It has been forty days (and forty nights).
When I started this blog I set a few goals for myself:
- document my experience
staying sobernot drinking for thirty days - share with people who are struggling to find balance in their drug use
- maintain my resolve
- develop my blogging, writing, and ability to attract readers (read: web marketing, social networking)
- answer the questions, “Why drink?” and “Why not drink?”
I have to say, goals 1 through 4 were met with extreme to moderate success. As far as answering the Big Questions, I made progress, but realized that they are questions we all have to answer for ourselves.
I published 14 posts. Really, only 12 of them were within the 30-day timeframe, but that still makes an average of one post every two and a half days! I think the quality of the posts was fairly consistent and high. I eventually stopped adding the updates that were kind of like diary entries, because I felt that they weren’t very interesting. In a way, I didn’t really document my experience of the thirty days. Instead, I documented most of what I know and feel about addiction as it relates to my experience. I wasn’t documenting the present. Instead, I was compiling and presenting relevant information that I have gleaned during my past 32 years.
What I learned from 30 days of blogging.
- I can produce at least one quality post every 3 days, if the conditions are right…
- Good content = passion + rumination + good information. I have thought about the themes of this blog for over a decade, so the information was mostly in my head. Even so, I did a fair amount of research to add value to my posts. The rumination part is critical, because most of my “ah-ha” moments came while I was away from the computer.
- Doing good things for yourself is good for others. I have always believed that it was ethical to work on my own well-being, but had little evidence that helping myself was really making the world a better place. During this experiment, several friends and acquaintances decided to experiment as well. Although only one of them succeeded, the others at least made attempts and perhaps became a little more aware of the limitations of a drinking habit.
- All that I have read about creating well-being, all the “life-hacks”, tips, tricks, and affirmations – they all help. Doing something as an experiment, telling as many people as possible, documenting your progress, doing something for 30 days…these are all great pieces of advice that actually work. Thanks again to Zen Habits.
- Being anonymous is hard. Being honest is hard. I ended up sharing this blog with my mom, step-dad, and friends, but I can’t use it in a portfolio, because of the pot stuff.

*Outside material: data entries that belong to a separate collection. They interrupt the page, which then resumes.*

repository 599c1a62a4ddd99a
use crate::auth::auth::AuthUser;
use crate::auth::jwt::verify_token;
use crate::config::Config;
use crate::model::role::Role;
use actix_web::middleware::Next;
use actix_web::{
    Error, HttpMessage, HttpResponse,
    body::BoxBody,
    dev::{ServiceRequest, ServiceResponse},
    web::Data,
};
use serde_json::json;

pub async fn auth_middleware(
    req: ServiceRequest,
    next: Next<BoxBody>,
) -> Result<ServiceResponse<BoxBody>, Error> {
    let config = req
        .app_data::<Data<Config>>()
        .ok_or_else(|| actix_web::error::ErrorInternalServerError("App config missing"))?;

    let header_value = match req.headers().get("Authorization") {
        Some(h) => h.to_str().map_err(|_| {
            actix_web::error::ErrorUnauthorized(
                json!({"error": "Invalid Authorization header encoding"}),
            )
        })?,
        None => {
            let resp =
                HttpResponse::Unauthorized().json(json!({"error": "Missing Authorization header"}));
            return Ok(req.into_response(resp.map_into_boxed_body()));
        }
    };

    let token = match header_value.strip_prefix("Bearer ") {
        Some(t) => t,
        None => {
            let resp = HttpResponse::Unauthorized()
                .json(json!({"error": "Authorization header must start with Bearer"}));
            return Ok(req.into_response(resp.map_into_boxed_body()));
        }
    };

    let claims = match verify_token(token, &config.jwt_secret) {
        Ok(c) => c,
        Err(e) => {
            let resp = HttpResponse::Unauthorized()
                .json(json!({"error": "Invalid or expired token", "details": e}));
            return Ok(req.into_response(resp.map_into_boxed_body()));
        }
    };

    let role = match Role::from_id(claims.role) {
        Some(role) => role,
        None => {
            let resp = HttpResponse::Unauthorized().json(json!({"error": "Invalid role"}));
            return Ok(req.into_response(resp.map_into_boxed_body()));
        }
    };

    let auth_user = AuthUser {
        user_id: claims.user_id,
        username: claims.sub,
        role,
        employee_id: claims.employee_id,
    };

    req.extensions_mut().insert(auth_user);

    next.call(req).await
}
use serde::{Deserialize, Serialize};
use strum_macros::{Display, EnumString};
use utoipa::ToSchema;

#[derive(Debug, Serialize, Deserialize, ToSchema, Display, EnumString)]
#[serde(rename_all = "lowercase")]
#[strum(serialize_all = "lowercase")]
pub enum LeaveType {
    Annual,
    Sick,
    Unpaid,
}

#[derive(Debug, Clone, Copy, PartialEq, Eq, Serialize, Deserialize, ToSchema, Display, EnumString)]
pub enum LeaveStatus {
    Pending,
    Approved,
    Rejected,
}
use chrono::{NaiveDate, NaiveDateTime};
use serde::{Deserialize, Serialize};
use strum_macros::{Display, EnumString};
use utoipa::ToSchema;

/// Attendance is one record per employee per date, append-only. The
/// UNIQUE(employee_id, date) key in the schema is the authority for that.
#[derive(Debug, Clone, Copy, PartialEq, Eq, Serialize, Deserialize, ToSchema, Display, EnumString)]
pub enum AttendanceStatus {
    OnTime,
    Late,
    Leave,
    OffDay,
}

/// Single-row schedule configuration as stored. `daily_start_time` is kept
/// as raw text; the window engine owns its validation.
#[derive(Debug, Serialize, Deserialize, sqlx::FromRow)]
pub struct AttendanceConfigRow {
    pub daily_start_time: Option<String>,
    pub active_date: Option<NaiveDate>,
    pub start_time: Option<NaiveDateTime>,
    pub grace_minutes: u32,
}

#[derive(Debug, Serialize, Deserialize, sqlx::FromRow)]
pub struct OffDay {
    pub date: NaiveDate,
    pub reason: Option<String>,
}
use crate::api::attendance::{
    AddOffDay, AttendanceFilter, AttendanceListResponse, AttendanceRow, ConfigBody,
    LeaveMarkRequest, MarkRequest, MyAttendanceResponse, MyRecord, MySummary, OffDayInfo,
    SaveSchedule, SetDate, StartNow, WindowResponse,
};
use crate::api::department::{CreateDepartment, UpdateDepartment};
use crate::api::employee::{CreateEmployee, EmployeeListResponse};
use crate::api::leave_request::{CreateLeave, LeaveFilter, LeaveListResponse, LeaveResponse};
use crate::api::overview::OverviewResponse;
use crate::api::payroll::{
    CreatePayroll, PaginatedPayrollResponse, PayrollQuery, PayrollResponse, UpdatePayroll,
};
use crate::api::task::{CompleteTask, CreateTask, TaskFilter, TaskListResponse, TaskRow};
use crate::api::users::{UserListResponse, UserQuery, UserRow};
use crate::attendance::window::Phase;
use crate::model::attendance::AttendanceStatus;
use crate::model::department::Department;
use crate::model::employee::Employee;
use crate::model::leave_request::{LeaveStatus, LeaveType};
use crate::model::task::TaskStatus;
use utoipa::Modify;
use utoipa::openapi::security::{HttpAuthScheme, HttpBuilder, SecurityScheme};
use utoipa::{OpenApi, openapi};

struct SecurityAddon;

impl Modify for SecurityAddon {
    fn modify(&self, openapi: &mut openapi::OpenApi) {
        let components = openapi.components.get_or_insert_with(Default::default);
        components.add_security_scheme(
            "bearer_auth",
            SecurityScheme::Http(
                HttpBuilder::new()
                    .scheme(HttpAuthScheme::Bearer)
                    .bearer_format("JWT")
                    .build(),
            ),
        );
    }
}

#[derive(OpenApi)]
#[openapi(
    info(
        title = "StaffDesk API",
        version = "1.0.0",
        description = r#"
## StaffDesk staff management API

Backend for a staff dashboard covering attendance, leave, tasks, payroll
and the admin overview.

### Key features
- **Attendance window**
  - Admin-configured daily start time and grace period; the server
    derives whether a mark is on time or late, and honours one-off
    start overrides and off days
- **Leave requests**
  - Single-day requests with an approve/reject workflow
- **Tasks**
  - Admin-assigned work items with completion proof
- **Payroll**
  - Per-employee payroll records
- **Overview**
  - Dashboard counters; pending counts refreshed by a background poller

### Security
All routes outside `/auth` require a **JWT Bearer** token. Admin-only
operations additionally check the caller's role.
"#,
    ),
    modifiers(&SecurityAddon),
    paths(
        crate::api::attendance::get_config,
        crate::api::attendance::save_schedule,
        crate::api::attendance::start_now,
        crate::api::attendance::set_active_date,
        crate::api::attendance::add_off_day,
        crate::api::attendance::remove_off_day,
        crate::api::attendance::get_window,
        crate::api::attendance::mark,
        crate::api::attendance::mark_leave,
        crate::api::attendance::my_attendance,
        crate::api::attendance::list_attendance,

        crate::api::leave_request::create_leave,
        crate::api::leave_request::approve_leave,
        crate::api::leave_request::reject_leave,
        crate::api::leave_request::my_leaves,
        crate::api::leave_request::leave_list,

        crate::api::task::create_task,
        crate::api::task::list_tasks,
        crate::api::task::my_tasks,
        crate::api::task::complete_task,

        crate::api::employee::create_employee,
        crate::api::employee::get_employee,
        crate::api::employee::list_employees,
        crate::api::employee::update_employee,
        crate::api::employee::delete_employee,

        crate::api::department::create_department,
        crate::api::department::list_departments,
        crate::api::department::update_department,
        crate::api::department::delete_department,

        crate::api::payroll::create_payroll,
        crate::api::payroll::update_payroll,
        crate::api::payroll::get_payroll,
        crate::api::payroll::list_payrolls,

        crate::api::users::list_users,
        crate::api::overview::get_overview
    ),
    components(
        schemas(
            Phase,
            AttendanceStatus,
            ConfigBody,
            SaveSchedule,
            StartNow,
            SetDate,
            AddOffDay,
            WindowResponse,
            MarkRequest,
            LeaveMarkRequest,
            MyRecord,
            MySummary,
            MyAttendanceResponse,
            AttendanceFilter,
            AttendanceRow,
            AttendanceListResponse,
            OffDayInfo,

            CreateLeave,
            LeaveFilter,
            LeaveResponse,
            LeaveListResponse,
            LeaveType,
            LeaveStatus,

            CreateTask,
            CompleteTask,
            TaskFilter,
            TaskRow,
            TaskListResponse,
            TaskStatus,

            CreateEmployee,
            Employee,
            EmployeeListResponse,

            Department,
            CreateDepartment,
            UpdateDepartment,

            CreatePayroll,
            UpdatePayroll,
            PayrollResponse,
            PaginatedPayrollResponse,
            PayrollQuery,

            UserQuery,
            UserRow,
            UserListResponse,
            OverviewResponse
        )
    ),
    tags(
        (name = "Attendance", description = "Attendance window and marking APIs"),
        (name = "Leave", description = "Leave request APIs"),
        (name = "Task", description = "Task assignment APIs"),
        (name = "Employee", description = "Employee management APIs"),
        (name = "Department", description = "Department management APIs"),
        (name = "Payroll", description = "Payroll management APIs"),
        (name = "Users", description = "User account APIs"),
        (name = "Overview", description = "Admin overview APIs"),
    )
)]
pub struct ApiDoc;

- Inspiration doesn’t fit a regular schedule. In my next blog, I will spread my posts out. If I feel inspired to write two posts in one day, I will save the second post a few days before publishing it.
- Finally, I learned a lot of technical lessons: the limitations of free blog sites like WordPress, how to embed various widgets, how to write concisely without losing my voice, how to create an RSS feed for my site…
Overall, I feel stunningly successful. The only downside is that I haven’t yet found a niche that will sustain my interest long enough to create a lasting blog. I have a few great ideas which I will talk about in my next post.
Thank You
I want to thank all of my friends who read my posts and gave me feed back. Thank you, thank you, thank you.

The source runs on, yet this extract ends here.